**Source records:**
------------------------------------------------

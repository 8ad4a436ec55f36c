//! 通道索引和数组
//!
//! 垃圾桶有 4 个舵机通道（P0-P3），每个通道驱动一个桶盖。
//! 使用枚举提供编译期安全的通道索引，越界索引在类型层面无法表示。
//!
//! # 示例
//!
//! ```rust
//! use smartbin_hal::{ChannelArray, ChannelId};
//!
//! let mut angles = ChannelArray::new([0i32; 4]);
//! angles[ChannelId::P2] = 45;
//!
//! assert_eq!(angles[ChannelId::P2], 45);
//! assert_eq!(ChannelId::from_index(4), None);
//! ```

use std::fmt;
use std::ops::{Index, IndexMut};

/// 通道数量
pub const CHANNEL_COUNT: usize = 4;

/// 舵机通道
///
/// 对应扩展板上的 P0-P3 舵机接口。
#[derive(Debug, Clone, Copy, PartialEq, Eq, Hash, PartialOrd, Ord)]
pub enum ChannelId {
    /// 通道 0
    P0 = 0,
    /// 通道 1
    P1 = 1,
    /// 通道 2
    P2 = 2,
    /// 通道 3
    P3 = 3,
}

impl ChannelId {
    /// 所有通道（按索引顺序）
    pub const ALL: [ChannelId; CHANNEL_COUNT] =
        [ChannelId::P0, ChannelId::P1, ChannelId::P2, ChannelId::P3];

    /// 获取通道索引（0-3）
    #[inline]
    pub const fn index(self) -> usize {
        self as usize
    }

    /// 从索引创建通道（范围检查）
    pub fn from_index(index: usize) -> Option<Self> {
        match index {
            0 => Some(ChannelId::P0),
            1 => Some(ChannelId::P1),
            2 => Some(ChannelId::P2),
            3 => Some(ChannelId::P3),
            _ => None,
        }
    }

    /// 获取通道名称
    pub const fn name(self) -> &'static str {
        match self {
            ChannelId::P0 => "P0",
            ChannelId::P1 => "P1",
            ChannelId::P2 => "P2",
            ChannelId::P3 => "P3",
        }
    }
}

impl fmt::Display for ChannelId {
    fn fmt(&self, f: &mut fmt::Formatter<'_>) -> fmt::Result {
        write!(f, "{}", self.name())
    }
}

/// 通道索引越界
#[derive(Debug, Clone, Copy, PartialEq, Eq, thiserror::Error)]
#[error("Invalid channel index: {0} (expected 0-3)")]
pub struct InvalidChannel(pub usize);

impl TryFrom<usize> for ChannelId {
    type Error = InvalidChannel;

    fn try_from(index: usize) -> Result<Self, Self::Error> {
        ChannelId::from_index(index).ok_or(InvalidChannel(index))
    }
}

/// 通道数组
///
/// 4 通道定长容器，只能用 [`ChannelId`] 索引。
#[derive(Debug, Clone, PartialEq, Eq)]
pub struct ChannelArray<T> {
    data: [T; CHANNEL_COUNT],
}

impl<T: Copy> Copy for ChannelArray<T> {}

impl<T> ChannelArray<T> {
    /// 创建新的通道数组
    pub const fn new(data: [T; CHANNEL_COUNT]) -> Self {
        Self { data }
    }

    /// 迭代所有元素（按 P0-P3 顺序）
    pub fn iter(&self) -> impl Iterator<Item = &T> {
        self.data.iter()
    }

    /// 按通道迭代
    pub fn iter_channels(&self) -> impl Iterator<Item = (ChannelId, &T)> {
        ChannelId::ALL.into_iter().zip(self.data.iter())
    }

    /// 逐元素映射
    pub fn map<U, F>(self, f: F) -> ChannelArray<U>
    where
        F: FnMut(T) -> U,
    {
        ChannelArray {
            data: self.data.map(f),
        }
    }

    /// 借用底层数组
    pub fn as_array(&self) -> &[T; CHANNEL_COUNT] {
        &self.data
    }

    /// 取出底层数组
    pub fn into_array(self) -> [T; CHANNEL_COUNT] {
        self.data
    }
}

impl<T> Index<ChannelId> for ChannelArray<T> {
    type Output = T;

    #[inline]
    fn index(&self, channel: ChannelId) -> &T {
        &self.data[channel.index()]
    }
}

impl<T> IndexMut<ChannelId> for ChannelArray<T> {
    #[inline]
    fn index_mut(&mut self, channel: ChannelId) -> &mut T {
        &mut self.data[channel.index()]
    }
}

impl<T> From<[T; CHANNEL_COUNT]> for ChannelArray<T> {
    fn from(data: [T; CHANNEL_COUNT]) -> Self {
        Self::new(data)
    }
}

impl<T: Default> Default for ChannelArray<T> {
    fn default() -> Self {
        Self {
            data: Default::default(),
        }
    }
}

------------------------------------------------

**To do:**
After reading the records above, transcribe them verbatim.

**Expected answer:**
repository 8ad4a436ec55f36c
//! 通道索引和数组
//!
//! 垃圾桶有 4 个舵机通道（P0-P3），每个通道驱动一个桶盖。
//! 使用枚举提供编译期安全的通道索引，越界索引在类型层面无法表示。
//!
//! # 示例
//!
//! ```rust
//! use smartbin_hal::{ChannelArray, ChannelId};
//!
//! let mut angles = ChannelArray::new([0i32; 4]);
//! angles[ChannelId::P2] = 45;
//!
//! assert_eq!(angles[ChannelId::P2], 45);
//! assert_eq!(ChannelId::from_index(4), None);
//! ```

use std::fmt;
use std::ops::{Index, IndexMut};

/// 通道数量
pub const CHANNEL_COUNT: usize = 4;

/// 舵机通道
///
/// 对应扩展板上的 P0-P3 舵机接口。
#[derive(Debug, Clone, Copy, PartialEq, Eq, Hash, PartialOrd, Ord)]
pub enum ChannelId {
    /// 通道 0
    P0 = 0,
    /// 通道 1
    P1 = 1,
    /// 通道 2
    P2 = 2,
    /// 通道 3
    P3 = 3,
}

impl ChannelId {
    /// 所有通道（按索引顺序）
    pub const ALL: [ChannelId; CHANNEL_COUNT] =
        [ChannelId::P0, ChannelId::P1, ChannelId::P2, ChannelId::P3];

    /// 获取通道索引（0-3）
    #[inline]
    pub const fn index(self) -> usize {
        self as usize
    }

    /// 从索引创建通道（范围检查）
    pub fn from_index(index: usize) -> Option<Self> {
        match index {
            0 => Some(ChannelId::P0),
            1 => Some(ChannelId::P1),
            2 => Some(ChannelId::P2),
            3 => Some(ChannelId::P3),
            _ => None,
        }
    }

    /// 获取通道名称
    pub const fn name(self) -> &'static str {
        match self {
            ChannelId::P0 => "P0",
            ChannelId::P1 => "P1",
            ChannelId::P2 => "P2",
            ChannelId::P3 => "P3",
        }
    }
}

impl fmt::Display for ChannelId {
    fn fmt(&self, f: &mut fmt::Formatter<'_>) -> fmt::Result {
        write!(f, "{}", self.name())
    }
}

/// 通道索引越界
#[derive(Debug, Clone, Copy, PartialEq, Eq, thiserror::Error)]
#[error("Invalid channel index: {0} (expected 0-3)")]
pub struct InvalidChannel(pub usize);

impl TryFrom<usize> for ChannelId {
    type Error = InvalidChannel;

    fn try_from(index: usize) -> Result<Self, Self::Error> {
        ChannelId::from_index(index).ok_or(InvalidChannel(index))
    }
}

/// 通道数组
///
/// 4 通道定长容器，只能用 [`ChannelId`] 索引。
#[derive(Debug, Clone, PartialEq, Eq)]
pub struct ChannelArray<T> {
    data: [T; CHANNEL_COUNT],
}

impl<T: Copy> Copy for ChannelArray<T> {}

impl<T> ChannelArray<T> {
    /// 创建新的通道数组
    pub const fn new(data: [T; CHANNEL_COUNT]) -> Self {
        Self { data }
    }

    /// 迭代所有元素（按 P0-P3 顺序）
    pub fn iter(&self) -> impl Iterator<Item = &T> {
        self.data.iter()
    }

    /// 按通道迭代
    pub fn iter_channels(&self) -> impl Iterator<Item = (ChannelId, &T)> {
        ChannelId::ALL.into_iter().zip(self.data.iter())
    }

    /// 逐元素映射
    pub fn map<U, F>(self, f: F) -> ChannelArray<U>
    where
        F: FnMut(T) -> U,
    {
        ChannelArray {
            data: self.data.map(f),
        }
    }

    /// 借用底层数组
    pub fn as_array(&self) -> &[T; CHANNEL_COUNT] {
        &self.data
    }

    /// 取出底层数组
    pub fn into_array(self) -> [T; CHANNEL_COUNT] {
        self.data
    }
}

impl<T> Index<ChannelId> for ChannelArray<T> {
    type Output = T;

    #[inline]
    fn index(&self, channel: ChannelId) -> &T {
        &self.data[channel.index()]
    }
}

impl<T> IndexMut<ChannelId> for ChannelArray<T> {
    #[inline]
    fn index_mut(&mut self, channel: ChannelId) -> &mut T {
        &mut self.data[channel.index()]
    }
}

impl<T> From<[T; CHANNEL_COUNT]> for ChannelArray<T> {
    fn from(data: [T; CHANNEL_COUNT]) -> Self {
        Self::new(data)
    }
}

impl<T: Default> Default for ChannelArray<T> {
    fn default() -> Self {
        Self {
            data: Default::default(),
        }
    }
}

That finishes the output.